Gestational Diabetes (Gestational Diabetes Mellitus)

Gestational diabetes mellitus is defined as glucose intolerance that first appears during pregnancy. However, this definition is sometimes insufficient to distinguish cases diagnosed during pregnancy (pregestational diabetes not diagnosed before pregnancy) even though they had diabetes before pregnancy from cases of gestational diabetes.

With the increase in obesity and diabetes, pregnant women with undiagnosed type 2 diabetes increase. For this reason, it is recommended to diagnose 'overt diabetes' instead of gestational diabetes in pregnant women who are diagnosed with diabetes according to standard criteria at the first prenatal visit. GDM is estimated to occur in approximately 10% of pregnancies. This rate varies between 1% and 22%, depending on the population studied and the diagnostic methods used.

Gestational diabetes usually develops after the 24th week of pregnancy due to placental hormones blocking the effects of insulin (increasing insulin resistance). Dysregulation of blood glucose during pregnancy can negatively affect both mother and baby, especially in patients with diabetes before pregnancy.

The risk of preeclampsia and preterm birth is increased in mothers who are diagnosed with gestational diabetes. In newborns, it may cause macrosomia, neonatal hypoglycemia, jaundice, hypocalcemia, polycythemia, respiratory distress syndrome (RDS), congenital malformations, and stillbirth.

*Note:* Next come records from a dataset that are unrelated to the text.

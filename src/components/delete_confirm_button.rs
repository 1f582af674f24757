//! Delete Confirm Button Component
//!
//! Reusable inline delete confirmation with confirm/cancel actions. The
//! destructive call only goes out after the explicit second click.

use leptos::prelude::*;

/// Inline delete confirmation button
///
/// Shows a "Hapus" button initially. When clicked, swaps to the prompt
/// with Ya/Batal buttons; declining restores the plain button.
#[component]
pub fn DeleteConfirmButton(
    /// Question shown before the destructive call
    #[prop(into)] prompt: String,
    /// Callback to execute when the user confirms deletion
    #[prop(into)] on_confirm: Callback<()>,
) -> impl IntoView {
    let (confirm_delete, set_confirm_delete) = signal(false);

    view! {
        <Show when=move || !confirm_delete.get()>
            <button
                class="delete-btn"
                on:click=move |ev| {
                    ev.stop_propagation();
                    set_confirm_delete.set(true);
                }
            >
                "Hapus"
            </button>
        </Show>
        <Show when=move || confirm_delete.get()>
            <span class="delete-confirm">
                <span class="delete-confirm-text">{prompt.clone()}</span>
                <button
                    class="confirm-btn"
                    on:click=move |ev| {
                        ev.stop_propagation();
                        set_confirm_delete.set(false);
                        on_confirm.run(());
                    }
                >
                    "Ya"
                </button>
                <button
                    class="cancel-btn"
                    on:click=move |ev| {
                        ev.stop_propagation();
                        set_confirm_delete.set(false);
                    }
                >
                    "Batal"
                </button>
            </span>
        </Show>
    }
}
//! Room Form Modal
//!
//! Add/edit form for rooms. Both modes share the fields; edit mode keeps
//! the backend's existing images when no new file is picked. Submit sends
//! one multipart request with the text fields and every image's bytes.

use leptos::prelude::*;
use leptos::task::spawn_local;
use wasm_bindgen::JsCast;

use crate::api::{self, use_api, RoomUpload};
use crate::models::{Room, RoomStatus, RoomType};

use super::Modal;

fn validate_room(upload: &RoomUpload, files_optional: bool) -> Result<(), &'static str> {
    let files_ok = files_optional || !upload.files.is_empty();
    if upload.name.trim().is_empty() || upload.type_id.is_empty() || !files_ok {
        return Err("Pastikan semua data terisi!");
    }
    Ok(())
}

/// Add/edit modal for one room. Pass `room` to edit, omit it to add.
#[component]
pub fn RoomFormModal(
    #[prop(optional)] room: Option<Room>,
    #[prop(into)] types: Signal<Vec<RoomType>>,
    #[prop(into)] on_close: Callback<()>,
    #[prop(into)] on_saved: Callback<()>,
) -> impl IntoView {
    let api = use_api();
    let editing_id = room.as_ref().map(|r| r.id.clone());
    let existing_images = room
        .as_ref()
        .map(|r| r.images.clone())
        .unwrap_or_default();
    let is_edit = editing_id.is_some();
    let title = if is_edit { "Edit Kamar" } else { "Tambah Kamar" };

    let (name, set_name) = signal(room.as_ref().map(|r| r.name.clone()).unwrap_or_default());
    let (type_id, set_type_id) = signal(
        room.as_ref()
            .and_then(|r| r.room_type.as_ref())
            .map(|t| t.id.clone())
            .unwrap_or_default(),
    );
    let (status, set_status) = signal(
        room.as_ref()
            .map(|r| r.status)
            .unwrap_or(RoomStatus::Available),
    );
    let (files, set_files) = signal(Vec::<api::UploadFile>::new());
    let (submitting, set_submitting) = signal(false);
    let (form_error, set_form_error) = signal(None::<String>);

    // Picked files are read into memory right away; submit only packs the
    // bytes it already has.
    let on_files_change = move |ev: web_sys::Event| {
        let target = ev.target().unwrap();
        let input = target.dyn_ref::<web_sys::HtmlInputElement>().unwrap();
        let Some(list) = input.files() else { return };
        let picked: Vec<web_sys::File> = (0..list.length()).filter_map(|i| list.get(i)).collect();
        spawn_local(async move {
            let mut read = Vec::with_capacity(picked.len());
            for file in &picked {
                match api::read_upload(file).await {
                    Ok(upload) => read.push(upload),
                    Err(message) => {
                        web_sys::console::error_1(&format!("[KAMAR] {message}").into());
                        set_form_error.set(Some(message));
                        return;
                    }
                }
            }
            set_files.set(read);
        });
    };

    let submit_api = api.clone();
    let submit_id = editing_id.clone();
    let submit = move |ev: web_sys::SubmitEvent| {
        ev.prevent_default();
        if submitting.get() {
            return;
        }
        let upload = RoomUpload {
            name: name.get().trim().to_string(),
            type_id: type_id.get(),
            status: status.get(),
            files: files.get(),
        };
        if let Err(message) = validate_room(&upload, is_edit) {
            set_form_error.set(Some(message.to_string()));
            return;
        }
        set_form_error.set(None);
        set_submitting.set(true);
        let api = submit_api.clone();
        let id = submit_id.clone();
        spawn_local(async move {
            let result = match &id {
                Some(id) => api.update_room(id, &upload).await,
                None => api.add_room(&upload).await,
            };
            match result {
                Ok(()) => on_saved.run(()),
                Err(err) => {
                    web_sys::console::error_1(&format!("[KAMAR] gagal menyimpan: {err}").into());
                    let fallback = if id.is_some() {
                        "Terjadi kesalahan saat mengubah kamar."
                    } else {
                        "Terjadi kesalahan saat menambahkan kamar."
                    };
                    set_form_error.set(Some(err.user_message_or(fallback)));
                    set_submitting.set(false);
                }
            }
        });
    };

    let image_api = api.clone();

    view! {
        <Modal title=title on_close=on_close>
            <form class="modal-form" on:submit=submit>
                {move || form_error.get().map(|message| view! {
                    <div class="form-error">{message}</div>
                })}

                <label class="form-label">"Nama Kamar"</label>
                <input
                    type="text"
                    class="form-input"
                    placeholder="Masukkan nama kamar"
                    prop:value=move || name.get()
                    on:input=move |ev| {
                        let target = ev.target().unwrap();
                        let input = target.dyn_ref::<web_sys::HtmlInputElement>().unwrap();
                        set_name.set(input.value());
                    }
                />

                <label class="form-label">"Tipe Kamar"</label>
                <select
                    class="form-input"
                    prop:value=move || type_id.get()
                    on:change=move |ev| set_type_id.set(event_target_value(&ev))
                >
                    <option value="">"Pilih tipe kamar"</option>
                    <For
                        each=move || types.get()
                        key=|room_type| room_type.id.clone()
                        children=move |room_type| {
                            view! {
                                <option value=room_type.id.clone()>{room_type.name}</option>
                            }
                        }
                    />
                </select>

                <label class="form-label">"Status Kamar"</label>
                <select
                    class="form-input"
                    prop:value=move || status.get().as_str()
                    on:change=move |ev| {
                        if let Some(parsed) = RoomStatus::parse(&event_target_value(&ev)) {
                            set_status.set(parsed);
                        }
                    }
                >
                    <option value="available">"Tersedia"</option>
                    <option value="unavailable">"Tidak Tersedia"</option>
                </select>

                <label class="form-label">"Gambar Kamar"</label>
                {(!existing_images.is_empty()).then(|| view! {
                    <div class="current-images">
                        {existing_images.iter().map(|image| view! {
                            <img
                                class="image-thumb"
                                src=image_api.image_url(&image.url)
                                alt=image.filename.clone()
                            />
                        }).collect_view()}
                        <span class="form-hint">
                            "Biarkan kosong untuk mempertahankan gambar lama."
                        </span>
                    </div>
                })}
                <input
                    type="file"
                    class="form-input"
                    accept="image/*"
                    multiple
                    on:change=on_files_change
                />
                {move || {
                    let count = files.get().len();
                    (count > 0).then(|| view! {
                        <div class="form-hint">{format!("{count} berkas dipilih")}</div>
                    })
                }}

                <div class="form-actions">
                    <button type="button" class="cancel-btn" on:click=move |_| on_close.run(())>
                        "Cancel"
                    </button>
                    <button type="submit" class="submit-btn" disabled=move || submitting.get()>
                        {move || {
                            if submitting.get() {
                                "Menyimpan..."
                            } else if is_edit {
                                "Simpan"
                            } else {
                                "Tambah Kamar"
                            }
                        }}
                    </button>
                </div>
            </form>
        </Modal>
    }
}

#[cfg(test)]
mod tests {
    use super::*;

    fn upload(name: &str, type_id: &str, file_count: usize) -> RoomUpload {
        RoomUpload {
            name: name.to_string(),
            type_id: type_id.to_string(),
            status: RoomStatus::Available,
            files: (0..file_count)
                .map(|i| api::UploadFile {
                    filename: format!("kamar-{i}.jpg"),
                    mime: "image/jpeg".to_string(),
                    bytes: vec![0xFF, 0xD8],
                })
                .collect(),
        }
    }

    #[test]
    fn add_requires_every_field_and_a_file() {
        assert!(validate_room(&upload("Kamar A1", "t1", 1), false).is_ok());
        assert!(validate_room(&upload("", "t1", 1), false).is_err());
        assert!(validate_room(&upload("   ", "t1", 1), false).is_err());
        assert!(validate_room(&upload("Kamar A1", "", 1), false).is_err());
        assert!(validate_room(&upload("Kamar A1", "t1", 0), false).is_err());
    }

    #[test]
    fn edit_keeps_old_images_when_no_file_is_picked() {
        assert!(validate_room(&upload("Kamar A1", "t1", 0), true).is_ok());
        assert!(validate_room(&upload("", "t1", 0), true).is_err());
    }
}
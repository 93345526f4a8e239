//! Patopo Arcade - a collection of small browser mini-games
//!
//! Core modules:
//! - `arcade`: Platform-free frame driver (menu, fixed timestep, leaderboards)
//! - `sim`: Deterministic primitives (rects, seeded RNG, timers, block grid)
//! - `games`: One module per mini-game, behind the `Game` trait
//! - `renderer`: Draw lists, painted with Canvas 2D on the web
//! - `platform`: Browser/native input abstraction
//! - `persistence`: Key-value storage with a versioned JSON envelope

pub mod arcade;
#[cfg(target_arch = "wasm32")]
pub mod audio;
pub mod games;
pub mod highscores;
pub mod persistence;
pub mod platform;
pub mod renderer;
pub mod settings;
pub mod sim;

pub use arcade::Arcade;
pub use games::{Game, GameEvent, GameKind, Hud};
pub use highscores::HighScores;
pub use settings::Settings;

/// Crate-wide constants
pub mod consts {
    /// Fixed simulation timestep, one 60 Hz animation frame
    pub const SIM_DT: f32 = 1.0 / 60.0;
    /// Maximum substeps per frame to prevent spiral of death
    pub const MAX_SUBSTEPS: u32 = 5;
}
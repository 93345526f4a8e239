//! Composite drawing helpers shared by several games

use glam::Vec2;

use super::draw::{Color, DrawList, colors, with_alpha};
use crate::sim::{Board, Piece, PieceKind, Rect};

/// Fill color for a block kind
pub fn piece_color(kind: PieceKind) -> Color {
    match kind {
        PieceKind::I => [0.13, 0.83, 0.93, 1.0],
        PieceKind::O => [0.98, 0.8, 0.08, 1.0],
        PieceKind::T => [0.66, 0.33, 0.97, 1.0],
        PieceKind::S => [0.13, 0.77, 0.37, 1.0],
        PieceKind::Z => [0.94, 0.27, 0.27, 1.0],
        PieceKind::J => [0.23, 0.51, 0.96, 1.0],
        PieceKind::L => [0.98, 0.45, 0.09, 1.0],
        PieceKind::Cross => [0.42, 0.45, 0.5, 1.0],
        PieceKind::Hook => [0.29, 0.33, 0.39, 1.0],
        PieceKind::Arch => [0.22, 0.25, 0.32, 1.0],
    }
}

/// Dim the field and print a title with optional lines underneath
pub fn banner(list: &mut DrawList, title: &str, lines: &[String]) {
    let view = list.view;
    list.rect(Rect::new(0.0, 0.0, view.x, view.y), colors::OVERLAY);
    let mid = view * 0.5;
    let title_size = (view.x * 0.09).clamp(18.0, 48.0);
    list.label(mid - Vec2::new(0.0, title_size), title, title_size, colors::TEXT);
    let line_size = title_size * 0.45;
    for (i, line) in lines.iter().enumerate() {
        let y = mid.y + (i as f32 + 0.5) * line_size * 1.5;
        list.label(Vec2::new(mid.x, y), line.as_str(), line_size, colors::DIM);
    }
}

/// Floating text that fades out as `age` goes 0 → 1
pub fn popup(list: &mut DrawList, pos: Vec2, text: &str, size: f32, color: Color, age: f32) {
    let age = age.clamp(0.0, 1.0);
    let rise = Vec2::new(0.0, -size * age);
    list.label(pos + rise, text, size, with_alpha(color, 1.0 - age));
}

/// Settled cells of a grid board, plus the empty-cell grid
pub fn board(list: &mut DrawList, board: &Board, origin: Vec2, cell: f32) {
    let w = board.width() as f32 * cell;
    let h = board.height() as f32 * cell;
    list.rect(Rect::new(origin.x, origin.y, w, h), [0.0, 0.0, 0.0, 0.45]);
    for y in 0..board.height() as i32 {
        for x in 0..board.width() as i32 {
            let r = Rect::new(origin.x + x as f32 * cell, origin.y + y as f32 * cell, cell, cell);
            match board.get(x, y).flatten() {
                Some(kind) => list.rect(r.inset(1.0), piece_color(kind)),
                None => list.outline(r, colors::GRID, 1.0),
            }
        }
    }
    list.outline(Rect::new(origin.x, origin.y, w, h), colors::WALL, 2.0);
}

/// Falling piece on top of a board drawn at `origin`
pub fn piece(list: &mut DrawList, piece: &Piece, origin: Vec2, cell: f32) {
    let color = piece_color(piece.kind);
    for (x, y) in piece.cells() {
        if y < 0 {
            continue;
        }
        let r = Rect::new(origin.x + x as f32 * cell, origin.y + y as f32 * cell, cell, cell);
        list.rect(r.inset(1.0), color);
    }
}

#[cfg(test)]
mod tests {
    use super::*;

    #[test]
    fn test_board_draws_every_cell() {
        let b = Board::new(4, 3);
        let mut list = DrawList::new(Vec2::new(100.0, 100.0));
        board(&mut list, &b, Vec2::ZERO, 10.0);
        // background + 12 cells + frame
        assert_eq!(list.len(), 14);
    }

    #[test]
    fn test_piece_skips_hidden_rows() {
        let mut p = Piece::spawn(PieceKind::O, 10);
        p.y = -1;
        let mut list = DrawList::new(Vec2::new(100.0, 100.0));
        piece(&mut list, &p, Vec2::ZERO, 10.0);
        assert_eq!(list.len(), 2);
    }
}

Although most women with gestational diabetes improve glucose metabolism after delivery, the risk of recurrence of gestational diabetes in subsequent pregnancies is high (approximately 50%). The risk of developing type 2 diabetes in their future lives reaches up to 70-80%. For this reason, women diagnosed with gestational diabetes should be considered as prediabetic and included in diabetes prevention programs and followed-up, even if their diabetes improves after delivery.

Other Types of Diabetes

Apart from type 1, type 2, and gestational diabetes, some conditions (drug use, pancreatic diseases, infections, endocrine diseases, etc.) may also cause diabetes, or some rare genetic syndromes may be accompanied by diabetes.

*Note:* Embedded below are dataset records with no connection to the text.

//! Same seed and same inputs must replay the same run, for every game.

use glam::Vec2;
use patopo_arcade::consts::SIM_DT;
use patopo_arcade::platform::{Action, Pointer};
use patopo_arcade::renderer::DrawList;
use patopo_arcade::{Game, GameEvent, GameKind, Hud};

/// Scripted input for frame `f`, mixing keys, pointer drags and bots
fn drive(game: &mut dyn Game, f: u32) {
    let centre = game.view_size() * 0.5;
    if f % 37 == 0 {
        game.press(Action::Confirm);
    }
    if f % 53 == 0 {
        game.press(Action::Choice((f / 53 % 3) as u8));
    }
    if f % 41 == 0 {
        game.press(Action::Left);
    }
    if f % 43 == 5 {
        game.release(Action::Left);
    }
    match f % 90 {
        0 => game.pointer(Pointer::Down(centre)),
        10 => game.pointer(Pointer::Move(centre + Vec2::new(-20.0, 60.0))),
        20 => game.pointer(Pointer::Up(centre + Vec2::new(-20.0, 60.0))),
        _ => {}
    }
    if f % 3 == 0 {
        game.autoplay();
    }
}

fn replay(kind: GameKind, seed: u64, frames: u32) -> (Vec<GameEvent>, Vec<Hud>, u64) {
    let mut game = kind.create(seed);
    let mut events = Vec::new();
    let mut huds = Vec::new();
    for f in 0..frames {
        drive(game.as_mut(), f);
        game.tick(SIM_DT);
        events.extend(game.take_events());
        if f % 30 == 0 {
            huds.push(game.hud());
        }
    }
    (events, huds, game.final_score())
}

#[test]
fn test_every_game_replays_identically() {
    for kind in GameKind::ALL {
        let a = replay(kind, 7, 1800);
        let b = replay(kind, 7, 1800);
        assert_eq!(a.0, b.0, "{} events diverged", kind.id());
        assert_eq!(a.1, b.1, "{} hud diverged", kind.id());
        assert_eq!(a.2, b.2, "{} score diverged", kind.id());
    }
}

#[test]
fn test_random_games_depend_on_seed() {
    // Door's outcomes are pure coin flips, so two seeds give different histories
    let histories: Vec<_> = (0..8u64)
        .map(|seed| replay(GameKind::Door, seed, 3600).0)
        .collect();
    assert!(histories.iter().any(|h| *h != histories[0]));
}

#[test]
fn test_draw_is_stable_between_ticks() {
    for kind in GameKind::ALL {
        let mut game = kind.create(11);
        game.press(Action::Confirm);
        for _ in 0..90 {
            game.tick(SIM_DT);
        }
        let mut first = DrawList::new(game.view_size());
        let mut second = DrawList::new(game.view_size());
        game.draw(&mut first);
        game.draw(&mut second);
        assert_eq!(first, second, "{} draw not pure", kind.id());
        assert!(!first.is_empty(), "{} drew nothing", kind.id());
    }
}
//! Canvas 2D backend

use glam::Vec2;
use wasm_bindgen::JsCast;
use web_sys::{CanvasRenderingContext2d, HtmlCanvasElement};

use super::Viewport;
use super::draw::{Align, DrawCmd, DrawList, css};

pub struct CanvasPainter {
    canvas: HtmlCanvasElement,
    ctx: CanvasRenderingContext2d,
}

impl CanvasPainter {
    pub fn new(canvas: HtmlCanvasElement) -> Option<Self> {
        let ctx = canvas
            .get_context("2d")
            .ok()
            .flatten()?
            .dyn_into::<CanvasRenderingContext2d>()
            .ok()?;
        Some(Self { canvas, ctx })
    }

    pub fn canvas(&self) -> &HtmlCanvasElement {
        &self.canvas
    }

    /// Backing-store size in device pixels
    pub fn screen_size(&self) -> Vec2 {
        Vec2::new(self.canvas.width() as f32, self.canvas.height() as f32)
    }

    pub fn resize(&self, width: u32, height: u32) {
        self.canvas.set_width(width.max(1));
        self.canvas.set_height(height.max(1));
    }

    pub fn viewport(&self, view: Vec2) -> Viewport {
        Viewport::fit(view, self.screen_size())
    }

    pub fn paint(&self, list: &DrawList) {
        let ctx = &self.ctx;
        let screen = self.screen_size();
        let vp = self.viewport(list.view);

        ctx.set_fill_style_str("#000");
        ctx.fill_rect(0.0, 0.0, screen.x as f64, screen.y as f64);

        ctx.save();
        ctx.translate(
            (vp.offset.x + list.shake.x * vp.scale) as f64,
            (vp.offset.y + list.shake.y * vp.scale) as f64,
        )
        .ok();
        ctx.scale(vp.scale as f64, vp.scale as f64).ok();

        ctx.set_fill_style_str(&css(list.clear));
        ctx.fill_rect(0.0, 0.0, list.view.x as f64, list.view.y as f64);

        for cmd in list.commands() {
            self.paint_cmd(cmd);
        }
        ctx.restore();
    }

    fn paint_cmd(&self, cmd: &DrawCmd) {
        let ctx = &self.ctx;
        match cmd {
            DrawCmd::Rect { rect, color } => {
                ctx.set_fill_style_str(&css(*color));
                ctx.fill_rect(rect.x as f64, rect.y as f64, rect.w as f64, rect.h as f64);
            }
            DrawCmd::Outline { rect, color, width } => {
                ctx.set_stroke_style_str(&css(*color));
                ctx.set_line_width(*width as f64);
                ctx.stroke_rect(rect.x as f64, rect.y as f64, rect.w as f64, rect.h as f64);
            }
            DrawCmd::Circle {
                center,
                radius,
                color,
            } => {
                ctx.set_fill_style_str(&css(*color));
                ctx.begin_path();
                ctx.arc(
                    center.x as f64,
                    center.y as f64,
                    radius.max(0.0) as f64,
                    0.0,
                    std::f64::consts::TAU,
                )
                .ok();
                ctx.fill();
            }
            DrawCmd::Line {
                from,
                to,
                color,
                width,
            } => {
                ctx.set_stroke_style_str(&css(*color));
                ctx.set_line_width(*width as f64);
                ctx.begin_path();
                ctx.move_to(from.x as f64, from.y as f64);
                ctx.line_to(to.x as f64, to.y as f64);
                ctx.stroke();
            }
            DrawCmd::Text {
                pos,
                text,
                size,
                color,
                align,
            } => {
                ctx.set_fill_style_str(&css(*color));
                ctx.set_font(&format!("bold {}px sans-serif", size.round().max(1.0)));
                ctx.set_text_align(match align {
                    Align::Left => "left",
                    Align::Center => "center",
                    Align::Right => "right",
                });
                ctx.set_text_baseline("middle");
                ctx.fill_text(text, pos.x as f64, pos.y as f64).ok();
            }
        }
    }
}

In addition, familial forms of diabetes due to a single gene mutation (monogenic) can also be seen. These monogenic forms of diabetes, which are generally seen rarely, include; It should be kept in mind that ‘maturity-onset diabetes of the young' may occur in patients who have at least three generations of diabetes in their family and who have most of the characteristics of type 2 diabetes apart from obesity, especially although it starts at a young age.

Diabetes Treatment

The most crucial treatment component of the disease is establishing a healthy lifestyle. To create a healthy lifestyle, eating healthy, increasing physical activity, maintaining an ideal body weight, quitting smoking, and limiting alcohol consumption are fundamental. A critical component is also drug therapy. These are oral sugar-lowering drugs, insulin, and non-insulin drugs. Treatment should be planned individually. Diabetes education is necessary for the successful implementation of these treatment components by the individual with diabetes.

Education raises awareness of individuals with diabetes. Individuals who receive diabetes education are more successful in providing diabetes control. For this reason, it is recommended that all people with diabetes receive diabetes education. Diabetes education should cover not only the diabetic patient but also the family of the diabetic, healthcare professionals, and decision-makers.